[Task goal]: Please copy out the entries below exactly, beginning with the line that contains "repository 279d42c71fc93443" and ending with the line that contains "value: &str) -> Result<(), StorageError>;", and include nothing outside that span.

Recorded data:

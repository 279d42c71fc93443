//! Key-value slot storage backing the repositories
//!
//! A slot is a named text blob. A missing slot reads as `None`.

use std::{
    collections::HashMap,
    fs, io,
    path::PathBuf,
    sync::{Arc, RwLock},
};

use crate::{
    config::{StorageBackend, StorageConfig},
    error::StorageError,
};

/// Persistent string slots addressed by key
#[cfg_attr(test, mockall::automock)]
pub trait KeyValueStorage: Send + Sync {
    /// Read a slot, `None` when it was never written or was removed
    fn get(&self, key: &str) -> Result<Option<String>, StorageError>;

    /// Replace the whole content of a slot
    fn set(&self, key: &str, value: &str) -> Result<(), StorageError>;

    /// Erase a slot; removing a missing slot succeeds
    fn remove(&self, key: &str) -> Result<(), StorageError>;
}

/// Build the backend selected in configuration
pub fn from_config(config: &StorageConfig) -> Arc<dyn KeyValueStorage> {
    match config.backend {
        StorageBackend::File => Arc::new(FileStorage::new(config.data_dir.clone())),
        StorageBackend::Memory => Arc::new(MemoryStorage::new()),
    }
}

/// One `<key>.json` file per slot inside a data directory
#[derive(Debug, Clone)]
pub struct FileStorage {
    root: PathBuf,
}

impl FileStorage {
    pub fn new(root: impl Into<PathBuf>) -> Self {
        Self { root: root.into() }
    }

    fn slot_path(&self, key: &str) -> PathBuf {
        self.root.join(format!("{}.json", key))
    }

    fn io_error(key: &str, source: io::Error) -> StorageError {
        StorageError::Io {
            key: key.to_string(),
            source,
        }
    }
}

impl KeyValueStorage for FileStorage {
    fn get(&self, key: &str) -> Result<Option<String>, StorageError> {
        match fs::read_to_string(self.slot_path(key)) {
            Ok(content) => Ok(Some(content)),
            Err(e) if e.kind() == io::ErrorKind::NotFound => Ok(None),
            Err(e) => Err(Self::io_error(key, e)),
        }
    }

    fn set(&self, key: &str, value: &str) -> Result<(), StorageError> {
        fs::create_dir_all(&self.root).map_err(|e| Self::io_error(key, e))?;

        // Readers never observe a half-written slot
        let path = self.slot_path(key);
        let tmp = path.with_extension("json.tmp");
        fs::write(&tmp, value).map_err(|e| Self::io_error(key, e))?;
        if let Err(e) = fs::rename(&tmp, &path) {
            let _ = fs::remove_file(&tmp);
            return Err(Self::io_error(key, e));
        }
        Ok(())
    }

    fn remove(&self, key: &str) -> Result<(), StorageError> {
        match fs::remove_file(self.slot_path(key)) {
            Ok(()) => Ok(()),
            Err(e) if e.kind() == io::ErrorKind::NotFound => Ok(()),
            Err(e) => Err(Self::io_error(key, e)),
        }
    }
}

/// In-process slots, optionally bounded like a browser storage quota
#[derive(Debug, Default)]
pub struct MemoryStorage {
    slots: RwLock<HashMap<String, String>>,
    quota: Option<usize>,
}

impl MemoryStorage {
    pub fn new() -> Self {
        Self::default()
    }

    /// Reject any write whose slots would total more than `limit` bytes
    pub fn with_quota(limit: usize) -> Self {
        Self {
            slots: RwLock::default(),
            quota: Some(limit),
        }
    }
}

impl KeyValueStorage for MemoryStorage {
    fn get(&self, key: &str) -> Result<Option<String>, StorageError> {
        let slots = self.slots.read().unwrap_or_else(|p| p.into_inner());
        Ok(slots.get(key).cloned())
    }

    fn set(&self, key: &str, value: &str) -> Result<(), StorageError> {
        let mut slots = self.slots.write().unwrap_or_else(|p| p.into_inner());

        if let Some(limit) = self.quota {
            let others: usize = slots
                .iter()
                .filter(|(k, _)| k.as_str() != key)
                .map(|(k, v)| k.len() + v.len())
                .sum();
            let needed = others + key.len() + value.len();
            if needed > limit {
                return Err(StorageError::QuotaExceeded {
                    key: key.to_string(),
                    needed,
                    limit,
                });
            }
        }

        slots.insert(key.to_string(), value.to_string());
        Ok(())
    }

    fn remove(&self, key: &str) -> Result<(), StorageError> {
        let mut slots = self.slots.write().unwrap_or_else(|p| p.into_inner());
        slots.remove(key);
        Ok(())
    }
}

---

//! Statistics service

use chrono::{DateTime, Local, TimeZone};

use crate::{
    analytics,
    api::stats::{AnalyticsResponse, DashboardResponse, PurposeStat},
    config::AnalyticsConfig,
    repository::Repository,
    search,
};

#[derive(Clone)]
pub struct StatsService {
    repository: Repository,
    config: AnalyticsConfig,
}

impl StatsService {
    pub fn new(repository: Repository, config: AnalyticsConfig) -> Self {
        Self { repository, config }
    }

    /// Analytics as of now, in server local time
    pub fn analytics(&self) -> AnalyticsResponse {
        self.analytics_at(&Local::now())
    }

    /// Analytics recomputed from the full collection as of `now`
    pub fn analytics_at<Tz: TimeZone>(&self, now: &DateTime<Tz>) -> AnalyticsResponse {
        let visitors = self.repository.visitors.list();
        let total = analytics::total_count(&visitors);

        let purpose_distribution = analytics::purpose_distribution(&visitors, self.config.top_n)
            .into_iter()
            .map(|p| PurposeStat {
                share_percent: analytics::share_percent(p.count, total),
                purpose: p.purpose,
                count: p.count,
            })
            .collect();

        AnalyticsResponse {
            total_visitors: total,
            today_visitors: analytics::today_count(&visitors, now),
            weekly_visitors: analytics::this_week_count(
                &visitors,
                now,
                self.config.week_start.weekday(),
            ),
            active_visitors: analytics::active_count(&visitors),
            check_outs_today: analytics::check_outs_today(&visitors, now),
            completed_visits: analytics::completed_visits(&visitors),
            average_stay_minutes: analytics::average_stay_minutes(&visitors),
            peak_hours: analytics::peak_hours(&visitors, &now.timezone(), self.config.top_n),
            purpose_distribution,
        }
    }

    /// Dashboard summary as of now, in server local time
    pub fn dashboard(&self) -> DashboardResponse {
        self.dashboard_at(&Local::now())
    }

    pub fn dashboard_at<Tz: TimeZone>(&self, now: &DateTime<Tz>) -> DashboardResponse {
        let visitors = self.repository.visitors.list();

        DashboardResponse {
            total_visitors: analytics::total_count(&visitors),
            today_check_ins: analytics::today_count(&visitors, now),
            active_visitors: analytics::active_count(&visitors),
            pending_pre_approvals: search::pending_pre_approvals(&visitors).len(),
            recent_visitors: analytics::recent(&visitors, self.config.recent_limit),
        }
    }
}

---

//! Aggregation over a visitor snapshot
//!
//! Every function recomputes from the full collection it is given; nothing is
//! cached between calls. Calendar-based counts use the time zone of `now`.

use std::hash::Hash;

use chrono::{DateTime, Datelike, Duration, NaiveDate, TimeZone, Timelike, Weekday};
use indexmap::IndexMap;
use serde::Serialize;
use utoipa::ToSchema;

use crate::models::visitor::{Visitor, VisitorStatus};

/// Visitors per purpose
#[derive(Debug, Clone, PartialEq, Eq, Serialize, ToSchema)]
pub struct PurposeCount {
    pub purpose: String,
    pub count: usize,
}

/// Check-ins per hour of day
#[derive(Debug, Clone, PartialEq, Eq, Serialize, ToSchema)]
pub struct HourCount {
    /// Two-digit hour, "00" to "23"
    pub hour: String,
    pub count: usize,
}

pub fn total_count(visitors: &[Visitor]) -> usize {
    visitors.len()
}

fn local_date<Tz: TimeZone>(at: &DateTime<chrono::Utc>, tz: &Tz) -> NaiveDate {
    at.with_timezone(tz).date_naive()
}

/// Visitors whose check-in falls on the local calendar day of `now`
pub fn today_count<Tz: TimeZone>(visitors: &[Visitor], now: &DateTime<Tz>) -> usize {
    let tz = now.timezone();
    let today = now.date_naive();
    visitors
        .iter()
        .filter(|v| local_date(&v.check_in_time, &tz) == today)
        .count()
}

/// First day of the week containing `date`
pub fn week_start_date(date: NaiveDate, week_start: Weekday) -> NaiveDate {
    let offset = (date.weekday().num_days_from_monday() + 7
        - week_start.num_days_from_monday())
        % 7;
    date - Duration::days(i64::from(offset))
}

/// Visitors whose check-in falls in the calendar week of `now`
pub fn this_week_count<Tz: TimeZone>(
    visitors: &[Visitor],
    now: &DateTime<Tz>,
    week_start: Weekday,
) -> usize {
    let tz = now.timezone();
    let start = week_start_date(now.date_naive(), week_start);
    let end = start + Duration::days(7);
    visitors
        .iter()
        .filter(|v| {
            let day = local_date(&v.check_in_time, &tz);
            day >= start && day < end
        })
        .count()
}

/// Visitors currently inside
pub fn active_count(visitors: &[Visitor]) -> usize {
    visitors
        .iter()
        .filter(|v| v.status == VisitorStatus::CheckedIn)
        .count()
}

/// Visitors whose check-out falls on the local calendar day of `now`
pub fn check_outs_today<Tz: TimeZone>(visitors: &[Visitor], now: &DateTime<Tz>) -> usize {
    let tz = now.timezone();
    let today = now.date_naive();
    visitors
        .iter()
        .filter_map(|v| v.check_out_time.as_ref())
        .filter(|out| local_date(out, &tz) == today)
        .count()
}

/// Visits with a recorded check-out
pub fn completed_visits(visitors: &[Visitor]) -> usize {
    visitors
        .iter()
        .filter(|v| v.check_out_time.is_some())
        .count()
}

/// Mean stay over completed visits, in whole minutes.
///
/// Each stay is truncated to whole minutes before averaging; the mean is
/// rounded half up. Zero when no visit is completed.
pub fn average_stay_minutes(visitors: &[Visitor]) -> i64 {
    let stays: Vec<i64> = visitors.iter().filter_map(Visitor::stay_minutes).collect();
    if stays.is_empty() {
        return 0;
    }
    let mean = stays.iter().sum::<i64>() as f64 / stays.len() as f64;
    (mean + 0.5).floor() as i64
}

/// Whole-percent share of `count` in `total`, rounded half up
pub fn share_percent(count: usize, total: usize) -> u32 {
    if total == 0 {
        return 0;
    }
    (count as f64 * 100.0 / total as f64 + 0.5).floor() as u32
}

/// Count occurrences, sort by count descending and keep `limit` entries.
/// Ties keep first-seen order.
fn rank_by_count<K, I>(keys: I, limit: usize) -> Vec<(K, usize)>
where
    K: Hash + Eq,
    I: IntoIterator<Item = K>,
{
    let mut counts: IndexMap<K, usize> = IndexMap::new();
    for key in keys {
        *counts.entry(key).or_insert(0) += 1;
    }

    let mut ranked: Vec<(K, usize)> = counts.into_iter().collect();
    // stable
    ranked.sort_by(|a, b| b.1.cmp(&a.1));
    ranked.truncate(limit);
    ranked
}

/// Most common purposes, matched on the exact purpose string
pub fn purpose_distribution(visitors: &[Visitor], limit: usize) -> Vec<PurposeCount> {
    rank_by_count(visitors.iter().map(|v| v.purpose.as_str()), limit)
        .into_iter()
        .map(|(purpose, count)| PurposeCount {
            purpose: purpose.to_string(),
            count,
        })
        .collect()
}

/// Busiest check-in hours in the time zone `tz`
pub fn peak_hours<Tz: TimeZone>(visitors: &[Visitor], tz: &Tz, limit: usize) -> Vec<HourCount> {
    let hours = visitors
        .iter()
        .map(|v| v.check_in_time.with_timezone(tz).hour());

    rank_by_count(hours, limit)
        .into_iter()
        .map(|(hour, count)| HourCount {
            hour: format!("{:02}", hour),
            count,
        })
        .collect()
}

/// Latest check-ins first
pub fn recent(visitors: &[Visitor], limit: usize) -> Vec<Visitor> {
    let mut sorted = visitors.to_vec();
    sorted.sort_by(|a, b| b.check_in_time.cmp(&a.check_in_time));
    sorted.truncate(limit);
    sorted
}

[Answer section]:
repository 279d42c71fc93443
//! Key-value slot storage backing the repositories
//!
//! A slot is a named text blob. A missing slot reads as `None`.

use std::{
    collections::HashMap,
    fs, io,
    path::PathBuf,
    sync::{Arc, RwLock},
};

use crate::{
    config::{StorageBackend, StorageConfig},
    error::StorageError,
};

/// Persistent string slots addressed by key
#[cfg_attr(test, mockall::automock)]
pub trait KeyValueStorage: Send + Sync {
    /// Read a slot, `None` when it was never written or was removed
    fn get(&self, key: &str) -> Result<Option<String>, StorageError>;

    /// Replace the whole content of a slot
    fn set(&self, key: &str, value: &str) -> Result<(), StorageError>;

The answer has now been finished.